Online community managers – we weren’t born last week.
In this guest post, Alison Michalk, explains why her hackles were raised when watching a recent TV segment on online community management.
Over the last few years there’s been such an explosion in the community management industry. Professional groups have gone from a handful of people to 300 members, and the role is consistently listed as one of the fastest growing.
As such you’d be forgiven for thinking that Mark Zuckerberg was responsible for the birth of online community management and that the internet was a wasteland devoid of human interaction pre-2006.
You would of course be subject to the ire of seasoned community managers who have taken to banging our heads against the desk, as social media experts pushed us aside to share their wisdom acquired p.f.b. (post-Facebook).
The problem here is that the world’s most popular, successful, engaged, vibrant and flourishing communities don’t exist on Facebook. They exist in forums. And forums have been around since the 1980s. And Community Managers have been acquiring wisdom, knowledge and experience – and sharing it – since then.
The latest thing to have us collectively *fist shaking* was this week’s ABC’s 7:30 report which featured a six-minute segment tackling the Liberal party website, and in particular it’s lack of moderation of user-generated-content.

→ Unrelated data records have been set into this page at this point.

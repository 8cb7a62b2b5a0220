//! Asset application service: run a command, then announce what happened.

use chrono::Utc;
use tracing::info;

use assetdesk_core::{AssetId, DomainResult};
use assetdesk_events::{Event, EventDispatcher, execute};

use crate::asset::{Asset, AssetCommand, AssetEvent, CheckIn, CheckOut, CreateAsset};
use crate::target::{CheckoutTarget, UserRef};

/// Executes asset commands and dispatches the resulting events to every
/// registered listener before returning.
///
/// Events are only dispatched once the aggregate has accepted the command; a
/// rejected command leaves the aggregate untouched and emits nothing.
#[derive(Debug, Default)]
pub struct AssetService {
    dispatcher: EventDispatcher<AssetEvent>,
}

impl AssetService {
    pub fn new(dispatcher: EventDispatcher<AssetEvent>) -> Self {
        Self { dispatcher }
    }

    pub fn execute(&self, asset: &mut Asset, command: &AssetCommand) -> DomainResult<Vec<AssetEvent>> {
        let events = execute(asset, command)?;

        for event in &events {
            let report = self.dispatcher.dispatch(event);
            info!(
                asset_id = %event.asset().id,
                event_type = event.event_type(),
                delivered = report.delivered,
                failed = report.failed,
                "asset event dispatched"
            );
        }

        Ok(events)
    }

    pub fn create(&self, asset_tag: impl Into<String>, name: impl Into<String>) -> DomainResult<Asset> {
        let asset_id = AssetId::new();
        let mut asset = Asset::empty(asset_id);
        let command = AssetCommand::CreateAsset(CreateAsset {
            asset_id,
            asset_tag: asset_tag.into(),
            name: name.into(),
            occurred_at: Utc::now(),
        });
        self.execute(&mut asset, &command)?;
        Ok(asset)
    }

    /// Check `asset` out to `target` on behalf of `actor`.
    pub fn check_out(
        &self,
        asset: &mut Asset,
        target: impl Into<CheckoutTarget>,
        actor: UserRef,
        note: impl Into<String>,
    ) -> DomainResult<Vec<AssetEvent>> {
        let command = AssetCommand::CheckOut(CheckOut {
            asset_id: asset.id_typed(),
            target: target.into(),
            actor,
            note: note.into(),
            occurred_at: Utc::now(),
        });
        self.execute(asset, &command)
    }

    /// Check `asset` in from whoever currently holds it.
    pub fn check_in(
        &self,
        asset: &mut Asset,
        actor: UserRef,
        note: impl Into<String>,
    ) -> DomainResult<Vec<AssetEvent>> {
        let command = AssetCommand::CheckIn(CheckIn {
            asset_id: asset.id_typed(),
            actor,
            note: note.into(),
            occurred_at: Utc::now(),
        });
        self.execute(asset, &command)
    }
}

#[cfg(test)]
mod tests {
    use super::*;
    use assetdesk_core::{DomainError, LocationId, UserId};
    use assetdesk_events::EventRecorder;

    use crate::target::{Location, User};

    fn service_with_recorder() -> (AssetService, EventRecorder<AssetEvent>) {
        let recorder = EventRecorder::new();
        let mut dispatcher = EventDispatcher::new();
        dispatcher.listen(recorder.clone());
        (AssetService::new(dispatcher), recorder)
    }

    #[test]
    fn checkout_fires_exactly_one_checkout_event() {
        let (service, recorder) = service_with_recorder();
        let mut asset = service.create("LAP-001", "MacBook Pro").unwrap();
        let target = User::new(UserId::new(), "Jane").to_ref();
        let actor = User::new(UserId::new(), "Admin").to_ref();

        service.check_out(&mut asset, target, actor, "").unwrap();

        recorder.assert_dispatched(AssetEvent::CHECKED_OUT);
        assert_eq!(recorder.dispatched_count(AssetEvent::CHECKED_OUT), 1);
        recorder.assert_not_dispatched(AssetEvent::CHECKED_IN);
    }

    #[test]
    fn checkin_fires_checkin_event_for_location() {
        let (service, recorder) = service_with_recorder();
        let mut asset = service.create("LAP-002", "ThinkPad").unwrap();
        let location = Location::new(LocationId::new(), "Warehouse").to_ref();
        let actor = User::new(UserId::new(), "Admin").to_ref();

        service.check_out(&mut asset, location, actor.clone(), "").unwrap();
        recorder.clear();
        service.check_in(&mut asset, actor, "back on shelf").unwrap();

        assert_eq!(recorder.dispatched_count(AssetEvent::CHECKED_IN), 1);
        recorder.assert_not_dispatched(AssetEvent::CHECKED_OUT);
    }

    #[test]
    fn rejected_command_dispatches_nothing() {
        let (service, recorder) = service_with_recorder();
        let mut asset = service.create("LAP-003", "Dell XPS").unwrap();
        recorder.clear();

        let actor = User::new(UserId::new(), "Admin").to_ref();
        let err = service.check_in(&mut asset, actor, "").unwrap_err();

        assert!(matches!(err, DomainError::Conflict(_)));
        assert!(recorder.recorded().is_empty());
        assert_eq!(asset.checkin_counter(), 0);
    }
}
//! Domain events and their delivery mechanics.
//!
//! Two delivery paths are provided:
//!
//! - [`EventDispatcher`]: synchronous listener registry. Listeners register at
//!   start-up and run to completion before `dispatch` returns.
//! - [`EventBus`]: pub/sub fan-out to background consumers (see
//!   [`InMemoryEventBus`] and [`BusPublisher`]).

pub mod bus;
pub mod dispatcher;
pub mod envelope;
pub mod event;
pub mod handler;
pub mod in_memory_bus;
pub mod recorder;

pub use bus::{BusPublisher, EventBus, Subscription};
pub use dispatcher::{DispatchReport, EventDispatcher, EventListener, ListenerError};
pub use envelope::EventEnvelope;
pub use event::Event;
pub use handler::execute;
pub use in_memory_bus::{InMemoryBusError, InMemoryEventBus};
pub use recorder::EventRecorder;
//! Synchronous listener registry.
//!
//! Listeners register interest at start-up and are invoked in registration
//! order, on the caller's thread, every time an event is dispatched. A failing
//! listener is logged and skipped; it never prevents the remaining listeners
//! from seeing the event.

use std::sync::Arc;

use tracing::{debug, warn};

use crate::Event;

/// Error type returned by listeners.
///
/// Boxed so that listeners from different crates can report their own error
/// enums through a single registry.
pub type ListenerError = Box<dyn std::error::Error + Send + Sync + 'static>;

/// Reacts to dispatched events.
pub trait EventListener<E: Event>: Send + Sync {
    /// Stable name used in logs.
    fn name(&self) -> &'static str;

    fn handle(&self, event: &E) -> Result<(), ListenerError>;
}

impl<E, L> EventListener<E> for Arc<L>
where
    E: Event,
    L: EventListener<E> + ?Sized,
{
    fn name(&self) -> &'static str {
        (**self).name()
    }

    fn handle(&self, event: &E) -> Result<(), ListenerError> {
        (**self).handle(event)
    }
}

/// Outcome of a single `dispatch` call.
#[derive(Debug, Clone, Copy, Default, PartialEq, Eq)]
pub struct DispatchReport {
    pub delivered: usize,
    pub failed: usize,
}

/// Registry of listeners for events of type `E`.
pub struct EventDispatcher<E: Event> {
    listeners: Vec<Arc<dyn EventListener<E>>>,
}

impl<E: Event> EventDispatcher<E> {
    pub fn new() -> Self {
        Self::default()
    }

    /// Register a listener. Listeners run in the order they were registered.
    pub fn listen<L>(&mut self, listener: L) -> &mut Self
    where
        L: EventListener<E> + 'static,
    {
        self.listeners.push(Arc::new(listener));
        self
    }

    pub fn listener_count(&self) -> usize {
        self.listeners.len()
    }

    /// Deliver `event` to every registered listener before returning.
    pub fn dispatch(&self, event: &E) -> DispatchReport {
        let mut report = DispatchReport::default();

        for listener in &self.listeners {
            match listener.handle(event) {
                Ok(()) => {
                    debug!(
                        listener = listener.name(),
                        event_type = event.event_type(),
                        "event delivered"
                    );
                    report.delivered += 1;
                }
                Err(err) => {
                    warn!(
                        listener = listener.name(),
                        event_type = event.event_type(),
                        error = %err,
                        "event listener failed"
                    );
                    report.failed += 1;
                }
            }
        }

        report
    }

    /// Dispatch a batch of events in order.
    pub fn dispatch_all<'a>(&self, events: impl IntoIterator<Item = &'a E>) -> DispatchReport {
        events
            .into_iter()
            .fold(DispatchReport::default(), |mut acc, event| {
                let r = self.dispatch(event);
                acc.delivered += r.delivered;
                acc.failed += r.failed;
                acc
            })
    }
}

impl<E: Event> Default for EventDispatcher<E> {
    fn default() -> Self {
        Self {
            listeners: Vec::new(),
        }
    }
}

impl<E: Event> core::fmt::Debug for EventDispatcher<E> {
    fn fmt(&self, f: &mut core::fmt::Formatter<'_>) -> core::fmt::Result {
        let names: Vec<&'static str> = self.listeners.iter().map(|l| l.name()).collect();
        f.debug_struct("EventDispatcher")
            .field("listeners", &names)
            .finish()
    }
}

The show highlighted the lack of understanding about community management – and what many in this industry think is a brand new role.
The 7:30 Report tackled the topic by wheeling out a ‘social media expert’ as well as The Punch’s Editor Dave Penberthy and what followed was some really bizarre comments on community management. One such comment from the expert which featured on twitter with the #abc730 hashtag not the show itself was: “There is no reason why community can’t be self-regulating”.
Dear God.
There are in fact a multitude of reasons, they usually fall into three risk categories: legal, brand/reputation and user risks. The legal liabilities alone are reason not to self-regulate – discrimination, defamation, copyright, contempt of court. Many of which pushed Mumbrella to flick the pre-moderation switch in late 2010.
The next statement: “There is no real best practice out there about what is the best way to approach these things.”
Someone restrain me.
There is. The industry itself has grown so rapidly in the last few years its even fragmented into two distinct Facebook groups, one with more of a social media/advertising focus and another group of more “traditional” community managers. Both groups are very active and have over 200 members.
It’s time to wake up. Recognise that online community management existed long before Facebook. Put your ego aside. Some respect wouldn’t go astray. Maybe you’ll even learn from this folk.
While social networking has delivered a different platform and a huge audience, how people engage and behave online really hasn’t changed.
Alison Michalk is director at online community specialist Quiip
I suspect a lot of community managers are about to decloak to say “Yes, and thank you!” to this post.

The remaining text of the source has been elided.